I need to read an excel(.xls) file that i'm receiving. Using the regular charsets like UTF-8, Cp1252, ISO-8859-1, UTF-16LE, none of these helped me, the characters are still malformed.
So i search ended up using juniversalchardet, it showed me that the charset was MacCyrillic, used MacCyrillic to read the file, but still the same weird outcome.

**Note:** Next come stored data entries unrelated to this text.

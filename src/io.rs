//! Persisted sparse-adjacency text format.
//!
//! A colored shell graph is stored as one directed edge per line, three
//! whitespace-separated integers `<from> <to> <label>`, grouped by ascending
//! `from`. A group's leading line with `label == 0` ([`SHELL_SENTINEL`]) is
//! not an edge: it marks `from` as the first index of a new shell, which is
//! why edge colors are nonzero by convention. Vertices are persisted purely
//! as their 1-based indices, so a read yields a `ColorGraph<usize>` whose
//! vertex values equal their indices.
//!
//! Reading reconstructs the index table, shell boundaries, adjacency, edge
//! colors, and the color involution (from mutually inverse directed pairs).
//! A line that does not parse as exactly three integers makes the whole read
//! return an **empty** graph — the malformed input is logged and the rest of
//! the file is dropped, not skipped line by line.

use std::hash::Hash;
use std::io::{BufRead, Write};

use tracing::warn;

use crate::error::{GraphError, Result};
use crate::graph::color::{Color, ColorGraph, ColorInvolution, VertexColors};
use crate::index::VertexIndex;

/// Label value marking a shell start; never a valid edge color.
pub const SHELL_SENTINEL: Color = 0;

/// Writes `graph` in the sparse-adjacency format.
///
/// Lines are grouped by ascending `from` index; the group of the first
/// vertex of each shell opens with the `<f> <f> 0` sentinel line.
///
/// Parallel edges are written once per multiplicity, but every line for a
/// given neighbor carries that neighbor's canonical color (the first one
/// installed). A second color joining the same pair is therefore not
/// persisted: after a round-trip only the canonical color resolves through
/// [`ColorGraph::neighbor_by_color`].
///
/// # Errors
/// [`GraphError::Io`] on write failure; [`GraphError::EdgeNotFound`] if some
/// edge carries no color, which indicates a graph not built by the colored
/// builder.
pub fn write_sparse<S, W>(graph: &ColorGraph<S>, writer: &mut W) -> Result<()>
where
    S: Eq + Hash + Clone,
    W: Write,
{
    let shell = graph.shell();
    for from in 1..=shell.vertex_count() {
        if shell.shell_starts().binary_search(&from).is_ok() {
            writeln!(writer, "{from} {from} {SHELL_SENTINEL}")?;
        }
        for &to in shell.graph().neighbor_indices(from)? {
            let color = graph
                .color_between_indices(from, to)
                .ok_or(GraphError::EdgeNotFound)?;
            writeln!(writer, "{from} {to} {color}")?;
        }
    }
    Ok(())
}

/// Reads a graph previously written by [`write_sparse`].
///
/// Degrades to the empty graph — logging a warning — when any line fails to
/// parse as exactly three integers, when an edge names the invalid vertex
/// index 0, or when the shell markers do not describe a valid layering
/// (first marker at index 1, strictly increasing).
///
/// # Errors
/// [`GraphError::Io`] on read failure. Malformed *content* is not an error;
/// it produces the empty graph as described above.
pub fn read_sparse<R: BufRead>(reader: R) -> Result<ColorGraph<usize>> {
    let mut triples: Vec<(usize, usize, Color)> = Vec::new();
    let mut shell_starts: Vec<usize> = Vec::new();

    for (number, line) in reader.lines().enumerate() {
        let line = line?;
        let Some((from, to, label)) = parse_triple(&line) else {
            warn!(
                line = number + 1,
                "malformed sparse-adjacency line; dropping the whole file"
            );
            return Ok(ColorGraph::empty());
        };
        if label == SHELL_SENTINEL {
            if shell_starts.last() != Some(&from) {
                shell_starts.push(from);
            }
        } else {
            triples.push((from, to, label));
        }
    }

    let n = triples
        .iter()
        .flat_map(|&(f, t, _)| [f, t])
        .chain(shell_starts.iter().copied())
        .max()
        .unwrap_or(0);
    if n == 0 {
        return Ok(ColorGraph::empty());
    }

    // Indices are 1-based; a stored 0 would underflow the adjacency slot or
    // dodge the index table entirely.
    if triples.iter().any(|&(f, t, _)| f == 0 || t == 0) {
        warn!("edge with vertex index 0; dropping the whole file");
        return Ok(ColorGraph::empty());
    }

    let layering_ok = shell_starts.first() == Some(&1)
        && shell_starts.windows(2).all(|w| w[0] < w[1])
        && shell_starts.iter().all(|&s| s <= n);
    if !layering_ok {
        warn!("inconsistent shell markers; dropping the whole file");
        return Ok(ColorGraph::empty());
    }

    let mut index = VertexIndex::with_capacity(n);
    for i in 1..=n {
        index.insert(i);
    }

    let mut adjacency = vec![Vec::new(); n];
    let mut colors = vec![VertexColors::default(); n];
    let mut first_color = std::collections::HashMap::new();
    for &(from, to, color) in &triples {
        adjacency[from - 1].push(to);
        let table = &mut colors[from - 1];
        table.by_color.insert(color, to);
        table.by_neighbor.entry(to).or_insert(color);
        first_color.entry((from, to)).or_insert(color);
    }

    // Mutually inverse directed pairs define the involution: the builder
    // installed inv(c) on the reverse edge, so read it back the same way.
    let mut involution = ColorInvolution::new();
    for (&(from, to), &color) in &first_color {
        if let Some(&reverse) = first_color.get(&(to, from)) {
            involution.pair(color, reverse);
        }
    }

    Ok(ColorGraph::from_parts(
        index,
        adjacency,
        shell_starts,
        colors,
        involution,
    ))
}

/// Writes the two-line `ORIGIN:`/`ORDER:` header followed by the index of
/// each supplied vertex, one per line.
///
/// # Errors
/// [`GraphError::VertexNotFound`] if some vertex is not in `index`;
/// [`GraphError::Io`] on write failure.
pub fn write_vertex_list<'a, S, W>(
    writer: &mut W,
    origin: &str,
    index: &VertexIndex<S>,
    vertices: impl IntoIterator<Item = &'a S>,
) -> Result<()>
where
    S: Eq + Hash + Clone + 'a,
    W: Write,
{
    let indices = vertices
        .into_iter()
        .map(|v| index.index_of(v))
        .collect::<Result<Vec<_>>>()?;

    writeln!(writer, "ORIGIN: {origin}")?;
    writeln!(writer, "ORDER: {}", indices.len())?;
    for i in indices {
        writeln!(writer, "{i}")?;
    }
    Ok(())
}

/// Parses exactly three whitespace-separated integers; anything else is
/// malformed.
fn parse_triple(line: &str) -> Option<(usize, usize, Color)> {
    let mut parts = line.split_whitespace();
    let from = parts.next()?.parse().ok()?;
    let to = parts.next()?.parse().ok()?;
    let label = parts.next()?.parse().ok()?;
    if parts.next().is_some() {
        return None;
    }
    Some((from, to, label))
}
//! The plain unordered builder: no root, no shells, no ordering discipline.

use std::hash::Hash;

use crate::graph::core::NeighborGraph;

/// Builds a [`NeighborGraph`] with vertices and edges supplied in any order.
///
/// `join` auto-creates either endpoint, unlike the breadth-first builders,
/// which only admit vertices reachable from the frontier.
#[derive(Debug)]
pub struct GraphBuilder<S> {
    graph: NeighborGraph<S>,
}

impl<S: Eq + Hash + Clone> Default for GraphBuilder<S> {
    fn default() -> Self {
        Self::new()
    }
}

impl<S: Eq + Hash + Clone> GraphBuilder<S> {
    /// Creates an empty builder.
    pub fn new() -> Self {
        Self {
            graph: NeighborGraph::new(None),
        }
    }

    /// Creates a builder for a graph declared `degree`-regular, enabling the
    /// O(1) edge count.
    pub fn with_fixed_degree(degree: usize) -> Self {
        Self {
            graph: NeighborGraph::new(Some(degree)),
        }
    }

    /// Adds an isolated vertex. Returns `false` if it was already present.
    pub fn add_vertex(&mut self, vertex: S) -> bool {
        let before = self.graph.vertex_count();
        self.graph.insert_vertex(vertex);
        self.graph.vertex_count() > before
    }

    /// Records the undirected edge `(u, v)`, creating either endpoint if
    /// absent. Always succeeds while building.
    pub fn join(&mut self, u: S, v: S) -> bool {
        let ui = self.graph.insert_vertex(u);
        let vi = self.graph.insert_vertex(v);
        self.graph.connect(ui, vi);
        true
    }

    /// Read access to the graph under construction.
    #[inline]
    pub fn graph(&self) -> &NeighborGraph<S> {
        &self.graph
    }

    /// Sorts every neighbor list by index, freezes the graph, and releases
    /// it.
    pub fn finish(mut self) -> NeighborGraph<S> {
        self.graph.finish_in_place();
        self.graph
    }
}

When i open the file on excel everything is fine, all the characters are fine, since its portuguese its filled whit Ç ~ and such. But opening whit notepad or trough java the file is all messed up. But if open the file on my excel and then save it again like .txt it becomes readable
My method to find the charset
public static void lerCharset(String fileName) throws IOException {
byte[] buf = new byte[50000000];
FileInputStream fis = new FileInputStream(fileName);
// (1)
UniversalDetector detector = new UniversalDetector(null);
// (2)
int nread;
while ((nread = fis.read(buf)) > 0 && !detector.isDone()) {
detector.handleData(buf, 0, nread);
}
// (3)
detector.dataEnd();
// (4)
String encoding = detector.getDetectedCharset();
if (encoding != null) {
System.out.println("Detected encoding = " + encoding);
} else {
System.out.println("No encoding detected.");
}
// (5)
detector.reset();
fis.close();
}
How can i discover the correct charset? Should i try a different aproach? Like making my java re-save the excel and then start reading?